Tous les 15 février, anniversaire de la mort de Rachid Baba Ahmed, sa famille, ses proches, ses amis chanteurs de rai, ses fans et tous les artistes et intellectuels rendent un hommage mérité à ce compositeur iconique du raï et pionnier dans le domaine de musique moderne (synthétiseurs, vidéos clips), en se rendant sur sa tombe où repose tranquillement son âme au cimetière «Sidi Senouci» à Tlemcen.

La disparition tragique de Rachid Baba Ahmed, est particulièrement gravée dans la mémoire des habitants de Tlemcen et d'Oran qui se souviennent toujours de cette journée cauchemardesque du 15 février 1995 où des mains sanguinaires ont mis un terme à ses ambitions, ses projets et ses rêves. Ce jour-là, vers 21h30, des coups de feu brisent la quiétude de la rue de Mostaganem. Rachid a été lâchement assassiné par des terroristes à l'âge de 49 ans ! Les riverains qui étaient en train de rompre le jeûne en famille ont à peine le temps de se précipiter à leur balcon que s'éloigne déjà à une grande allure une voiture d'un groupe terroriste, qui considère la musique «illicite». À Tlemcen, la ville d'origine de Rachid Baba Ahmed, la nouvelle de ce lâche assassinat a fait l'effet d'un choc violent surtout pour son alter égo et frère Fethi, qui ne se séparait guère de Rachid. Il faut rappeler qu'un autre monument du théâtre algérien, en l'occurrence, Abdelkader Alloula, a été froidement assassiné par balles, avant lui, le 10 mars 1994 à la sortie de son domicile de la rue de Mostaganem à Oran. Cheb Hasni, une star éponyme du raï a été tuée le 29 septembre 1994 à Oran. Ces assassinats avaient soulevé une immense émotion au sein des habitants d'Oran. En août, la chanteuse kabyle, Lila Amara et son mari, ont été tous les deux assassinés près d'Alger. Ils viennent grossir la liste des victimes d'une longue vague d'assassinats contre les intellectuels, artistes, enseignants et agents des corps constitués ou responsables politiques. Fethi, son frère, a bien voulu se confier à notre journal à la veille de ce 26e anniversaire du décès du défunt.
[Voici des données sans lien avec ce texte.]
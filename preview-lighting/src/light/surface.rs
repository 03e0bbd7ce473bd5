//! Emissive surfaces (`q3map_surfacelight`), approximated as one point light at the
//! surface's centroid.

use crate::light::{
    ENTITY_COLOR_REFERENCE, Falloff, LightEntry, ShaderLighting, inverse_square_radius,
    scaled_color,
};
use crate::math::{FreeCoordinate, FreePoint, FreeVector, Matrix4, Rgb};
use crate::scene::{Face, Patch};

/// Area and centroid of a surface.
#[derive(Clone, Copy, Debug, PartialEq)]
pub(crate) struct AreaCentroid {
    pub area: FreeCoordinate,
    pub centroid: FreePoint,
}

/// Accumulates area-weighted triangle centroids.
#[derive(Default)]
struct Accumulator {
    area: FreeCoordinate,
    weighted: FreeVector,
}

impl Accumulator {
    fn triangle(&mut self, a: FreePoint, b: FreePoint, c: FreePoint) {
        let area = (b - a).cross(c - a).length() * 0.5;
        let center = (a.to_vector() + b.to_vector() + c.to_vector()) / 3.0;
        self.area += area;
        self.weighted += center * area;
    }

    fn finish(self) -> Option<AreaCentroid> {
        (self.area > 0.0).then(|| AreaCentroid {
            area: self.area,
            centroid: (self.weighted / self.area).to_point(),
        })
    }
}

/// World-space area and centroid of a convex face, triangulated as a fan.
pub(crate) fn face_area_centroid(face: &Face, local_to_world: &Matrix4) -> Option<AreaCentroid> {
    let [first, rest @ ..] = face.winding.as_slice() else {
        return None;
    };
    let v0 = local_to_world.transform_point(*first);
    let mut accumulator = Accumulator::default();
    for pair in rest.windows(2) {
        accumulator.triangle(
            v0,
            local_to_world.transform_point(pair[0]),
            local_to_world.transform_point(pair[1]),
        );
    }
    accumulator.finish()
}

/// World-space area and centroid of a patch's tessellated mesh.
pub(crate) fn patch_area_centroid(patch: &Patch) -> Option<AreaCentroid> {
    let mut accumulator = Accumulator::default();
    for [a, b, c] in patch.tessellation.triangles() {
        let t = |p: FreePoint| patch.local_to_world.transform_point(p);
        accumulator.triangle(t(a.position), t(b.position), t(c.position));
    }
    accumulator.finish()
}

/// Multiplier on surface light intensity for the size of the surface, so that larger
/// surfaces reach farther.
pub(crate) fn area_scale(area: FreeCoordinate) -> f64 {
    (area.max(0.0).sqrt() / 128.0).clamp(0.25, 4.0)
}

/// Builds the light emitted by a surface with the given shape and shader.
///
/// Returns [`None`] if the shader is not emissive or the light would have no reach.
pub(crate) fn surface_light(
    shape: AreaCentroid,
    lighting: &ShaderLighting,
    average_color: Rgb,
) -> Option<LightEntry> {
    let value = lighting.surface_light?;
    let intensity = value.abs() * area_scale(shape.area);
    let radius = inverse_square_radius(intensity);
    if radius.is_nan() || radius <= 0.0 {
        return None;
    }
    let color = scaled_color(
        lighting.emitted_color(average_color),
        intensity,
        ENTITY_COLOR_REFERENCE,
    );
    Some(LightEntry::point(
        shape.centroid,
        color,
        radius,
        Falloff::InverseSquare,
    ))
}
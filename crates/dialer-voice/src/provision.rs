//! SIP outbound trunk provisioning.
//!
//! Reuses the first trunk the platform lists. Only when the listing is empty
//! is a new trunk created, and only then is its ID written to the config
//! file under `SIP_OUTBOUND_TRUNK_ID`.

use crate::env_file::EnvFile;
use crate::error::VoiceError;
use crate::platform::PlatformApi;
use dialer_types::{TrunkDescriptor, TrunkSpec, TRUNK_ID_KEY};
use tracing::{error, info, warn};

/// Result of a provisioning run.
#[derive(Debug, Clone, PartialEq, Eq)]
pub struct Provisioned {
    pub trunk: TrunkDescriptor,
    /// True if the trunk was created by this run rather than reused.
    pub created: bool,
    /// True if the trunk ID was written to the config file by this run.
    pub persisted: bool,
}

impl Provisioned {
    pub fn trunk_id(&self) -> &str {
        &self.trunk.sip_trunk_id
    }
}

pub struct TrunkProvisioner<'a> {
    platform: &'a dyn PlatformApi,
    env_file: &'a EnvFile,
}

impl<'a> TrunkProvisioner<'a> {
    pub fn new(platform: &'a dyn PlatformApi, env_file: &'a EnvFile) -> Self {
        Self { platform, env_file }
    }

    /// Lists outbound trunks. A failed listing is logged and reported as empty.
    pub async fn existing_trunks(&self) -> Vec<TrunkDescriptor> {
        match self.platform.list_outbound_trunks().await {
            Ok(trunks) => {
                info!(count = trunks.len(), "listed outbound trunks");
                trunks
            }
            Err(e) => {
                warn!(error = %e, "failed to list outbound trunks");
                Vec::new()
            }
        }
    }

    /// Returns an existing trunk or creates one from `spec`.
    pub async fn ensure_trunk(&self, spec: &TrunkSpec) -> Result<Provisioned, VoiceError> {
        if let Some(trunk) = self.existing_trunks().await.into_iter().next() {
            info!(trunk_id = %trunk.sip_trunk_id, "using existing trunk");
            return Ok(Provisioned {
                trunk,
                created: false,
                persisted: false,
            });
        }

        info!(name = %spec.name, address = %spec.address, "creating outbound trunk");
        let trunk = self.platform.create_outbound_trunk(spec).await.map_err(|e| {
            error!(error = %e, "failed to create outbound trunk");
            e
        })?;
        info!(trunk_id = %trunk.sip_trunk_id, "created outbound trunk");

        // The trunk exists remotely either way; a later run finds it by listing.
        let persisted = match self.env_file.upsert(TRUNK_ID_KEY, &trunk.sip_trunk_id) {
            Ok(()) => true,
            Err(e) => {
                error!(
                    error = %e,
                    path = %self.env_file.path().display(),
                    "failed to persist trunk id"
                );
                false
            }
        };

        Ok(Provisioned {
            trunk,
            created: true,
            persisted,
        })
    }
}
Parlant avec beaucoup d'émotion de son inséparable frère, Fethi a estimé que Rachid (né le 20 août 1946), a tant donné à la culture de son pays qu'il aimait beaucoup.

Le Quotidien d'Oran : Quels sont les premiers rapports de Rachid à la musique et au son ?

Fethi Baba Ahmed : C'est dans le quartier de Bab El Hdid, que Rachid commença très jeune le métier de bijoutier avec son père, artisan bijoutier, qui le trouva très talentueux et actif avec un esprit créateur au point que l'élève dépassa le maître en réalisant des merveilles en la matière. Grâce à son sens inné de la recherche artistique, Rachid excella dans la création des modèles. En persévérant dans la créativité moderne, il réussit à placer sur le marché ses nouveaux modèles de bijoux au point où certains sont toujours prisés aujourd'hui par les familles. D'ailleurs, il fut le premier bijoutier qui ramena la nouvelle technologie de bijoux coulés, c'est-à-dire, le coulage à cire perdue. Mais, tout en travaillant, Rachid apprit à jouer à l'harmonica et c'est là où le don du jeune musicien se révéla. Le déclic se produit lorsque son grand-père et son oncle lui ramenèrent un luth d'Egypte à leur retour du pèlerinage en 1965. Son oncle Mustapha l'initia au luth. Il apprit à jouer en un temps record avec le fameux Taksim El Oued tant écouté et apprécié par toute la famille. Il s'inscrit ensuite dans un groupe de musique andalouse et apprit à jouer la trompette au sein d'un groupe de fanfare de l'avenir sportif de Tlemcen avec qui il participa à beaucoup de défilés. Il fit des débuts remarqués dans la musique».

Comment Rachid a évolué, plus tard, dans la technologie électronique de ses enregistrements ?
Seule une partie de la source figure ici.